Molti sono portati a pensare che il termine “lampredotto” derivi dalla lampreda, una specie di pesce simile all’anguilla che un tempo era molto diffusa nelle acque dell’Arno, il fiume che attraversa Firenze. Secondo questa interpretazione, il collegamento nascerebbe dalla somiglianza tra la forma del lampredotto e la bocca della lampreda.
In passato, mentre i fiorentini più benestanti potevano permettersi di consumare questo pesce pregiato, il popolo doveva invece accontentarsi del lampredotto, che almeno nel nome creava una sorta di simbolica vicinanza tra due mondi alimentari molto diversi.
Nel manoscritto Ricc. Ms. 1071, noto anche come “Modo di cucinare et fare buone vivande”, compaiono ben tre ricette a base di lampreda che si inseriscono in una raccolta di cinquantasette preparazioni pensate per una cucina di corte o comunque aristocratica. Si tratta di un codice medievale che restituisce l’immagine di una gastronomia elaborata e ricca, nella quale convivono piatti di carne e di pesce impreziositi da spezie, zucchero, agrumi, mandorle e vino. Considerato il primo ricettario culinario italiano redatto in lingua volgare, il manoscritto – oggi conservato presso la Biblioteca Riccardiana di Firenze – rappresenta una fonte di grande valore per comprendere la cultura gastronomica del Trecento.
Riporto le tre ricette a titolo di curiosità, azzardandomi a sostenere che non si può davvero dire di conoscere il lampredotto senza avere almeno un’idea delle sue origini, quantomeno dal punto di vista lessicale, e dunque senza sapere come veniva consumata l’anguilla d’Arno che, secondo molti, gli avrebbe dato il nome.
XLV – Lampreda a cialdello
Se vuoi fare lampreda a cialdello a morsellata togli la lampreda bene lavata e tagliala a belli morselli piccoli. E togli dua once di çucchero et una oncia di spetie fini et meça libra di mandorle con alquante noci e alquante erbe cioè petrosemoli et menta e salvia poca e togli la lampreda e metila a sofriggere nel çucchero in acqua poca et la metà delle dette spetie tanto che sia quasi cotta. Togli le mandorle che tu (h)ai et anche spetie e çaferano. Tutte queste cose peste insieme et istemprate con acqua poca. Et metti queste cose sulla lampreda e falla bollire et mettivi suso o sugo d(’)aranci o quantità d(’)agresto. Questo ammorsellato vuole essere giallo et potente di spetie et savorato d(’)aranci e di çucchero.
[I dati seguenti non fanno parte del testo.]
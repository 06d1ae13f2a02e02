use portal_api::HistoryContentKey;
use portal_storage::ContentStoreError;
use thiserror::Error;

#[derive(Debug, Error)]
pub enum HistoryError {
    /// The content lies outside the radius this node is responsible for.
    #[error("Content is outside the local radius: {content_key}")]
    OutOfRange { content_key: HistoryContentKey },

    /// Every lookup attempt failed or returned content that did not validate.
    #[error("Content not found: {content_key}")]
    ContentNotFound { content_key: HistoryContentKey },

    #[error("Content validation failed for {content_key}: {reason}")]
    Validation {
        content_key: HistoryContentKey,
        reason: String,
    },

    /// Offered content that could not be matched to a content key.
    #[error("Invalid offered content: {0}")]
    InvalidContent(String),

    #[error(transparent)]
    Storage(#[from] ContentStoreError),
}
use alloy_primitives::{keccak256, Address, Bloom, Bytes, B256, B64, U256};
use alloy_rlp::{Decodable, Encodable, Header as RlpHeader};
use serde::{Deserialize, Serialize};

/// An execution layer block header.
///
/// Fields introduced by later forks are optional and are encoded only when present, in fork
/// order.
#[derive(Debug, Clone, PartialEq, Eq, Deserialize, Serialize)]
#[serde(rename_all = "camelCase")]
pub struct Header {
    pub parent_hash: B256,
    pub uncles_hash: B256,
    pub author: Address,
    pub state_root: B256,
    pub transactions_root: B256,
    pub receipts_root: B256,
    pub logs_bloom: Bloom,
    pub difficulty: U256,
    pub number: u64,
    pub gas_limit: U256,
    pub gas_used: U256,
    pub timestamp: u64,
    pub extra_data: Bytes,
    pub mix_hash: B256,
    pub nonce: B64,
    /// EIP-1559
    pub base_fee_per_gas: Option<U256>,
    /// EIP-4895
    pub withdrawals_root: Option<B256>,
    /// EIP-4844
    pub blob_gas_used: Option<u64>,
    /// EIP-4844
    pub excess_blob_gas: Option<u64>,
    /// EIP-4788
    pub parent_beacon_block_root: Option<B256>,
}

impl Header {
    /// Keccak-256 of the RLP encoding.
    pub fn hash(&self) -> B256 {
        keccak256(alloy_rlp::encode(self))
    }

    fn encode_fields(&self, out: &mut dyn bytes::BufMut) {
        self.parent_hash.encode(out);
        self.uncles_hash.encode(out);
        self.author.encode(out);
        self.state_root.encode(out);
        self.transactions_root.encode(out);
        self.receipts_root.encode(out);
        self.logs_bloom.encode(out);
        self.difficulty.encode(out);
        self.number.encode(out);
        self.gas_limit.encode(out);
        self.gas_used.encode(out);
        self.timestamp.encode(out);
        self.extra_data.encode(out);
        self.mix_hash.encode(out);
        self.nonce.encode(out);
        if let Some(base_fee) = self.base_fee_per_gas {
            base_fee.encode(out);
        }
        if let Some(root) = self.withdrawals_root {
            root.encode(out);
        }
        if let Some(gas) = self.blob_gas_used {
            gas.encode(out);
        }
        if let Some(gas) = self.excess_blob_gas {
            gas.encode(out);
        }
        if let Some(root) = self.parent_beacon_block_root {
            root.encode(out);
        }
    }
}

impl Encodable for Header {
    fn encode(&self, out: &mut dyn bytes::BufMut) {
        let mut payload = Vec::new();
        self.encode_fields(&mut payload);
        RlpHeader {
            list: true,
            payload_length: payload.len(),
        }
        .encode(out);
        out.put_slice(&payload);
    }
}

impl Decodable for Header {
    fn decode(buf: &mut &[u8]) -> alloy_rlp::Result<Self> {
        let rlp_head = RlpHeader::decode(buf)?;
        if !rlp_head.list {
            return Err(alloy_rlp::Error::UnexpectedString);
        }
        if buf.len() < rlp_head.payload_length {
            return Err(alloy_rlp::Error::InputTooShort);
        }
        let (mut payload, rest) = buf.split_at(rlp_head.payload_length);

        let mut header = Header {
            parent_hash: Decodable::decode(&mut payload)?,
            uncles_hash: Decodable::decode(&mut payload)?,
            author: Decodable::decode(&mut payload)?,
            state_root: Decodable::decode(&mut payload)?,
            transactions_root: Decodable::decode(&mut payload)?,
            receipts_root: Decodable::decode(&mut payload)?,
            logs_bloom: Decodable::decode(&mut payload)?,
            difficulty: Decodable::decode(&mut payload)?,
            number: Decodable::decode(&mut payload)?,
            gas_limit: Decodable::decode(&mut payload)?,
            gas_used: Decodable::decode(&mut payload)?,
            timestamp: Decodable::decode(&mut payload)?,
            extra_data: Decodable::decode(&mut payload)?,
            mix_hash: Decodable::decode(&mut payload)?,
            nonce: Decodable::decode(&mut payload)?,
            base_fee_per_gas: None,
            withdrawals_root: None,
            blob_gas_used: None,
            excess_blob_gas: None,
            parent_beacon_block_root: None,
        };
        if !payload.is_empty() {
            header.base_fee_per_gas = Some(Decodable::decode(&mut payload)?);
        }
        if !payload.is_empty() {
            header.withdrawals_root = Some(Decodable::decode(&mut payload)?);
        }
        if !payload.is_empty() {
            header.blob_gas_used = Some(Decodable::decode(&mut payload)?);
        }
        if !payload.is_empty() {
            header.excess_blob_gas = Some(Decodable::decode(&mut payload)?);
        }
        if !payload.is_empty() {
            header.parent_beacon_block_root = Some(Decodable::decode(&mut payload)?);
        }
        if !payload.is_empty() {
            return Err(alloy_rlp::Error::ListLengthMismatch {
                expected: rlp_head.payload_length,
                got: rlp_head.payload_length - payload.len(),
            });
        }

        *buf = rest;
        Ok(header)
    }
}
XLIIII – Lampreda in crosta
Se tu vuoi fare lampreda in crosta togli spetie per una lampreda una oncia e meço che sieno bene fini e bene stropicciate col sale e ripieni i fori di garofani col bellino e la bocca pieni di noci moscate e togli la lampreda et metila nella crosta con acqua chiara poca et con salina poca e falla bene cuocere. E quando è pressoché cotta togli acqua bollita per se e spetie che tu hai et stempera con essa et metile in su la lampreda e ricoprila et falla cuocere a compimento.
XLVI – Lampreda arrosto
Se vuoi fare lampreda arrosto togli la lampreda bene lavata et volta in su la graticola del ferro e tutta sia innaffiata col sugo d(’)aranci e spetie fini. Questa lampreda vuole per savore quand’ell’è cotta salsa fritta. Togli spetie dolci e le più fini che tu poi avere. Et togli çucchero e sugo d(’)aranci et vino di vernaccia se tu ne poi avere e se non sia togli il migliore vino biancho che tu poi avere. Questo savore vuol essere crudo et la lampreda bene cotta.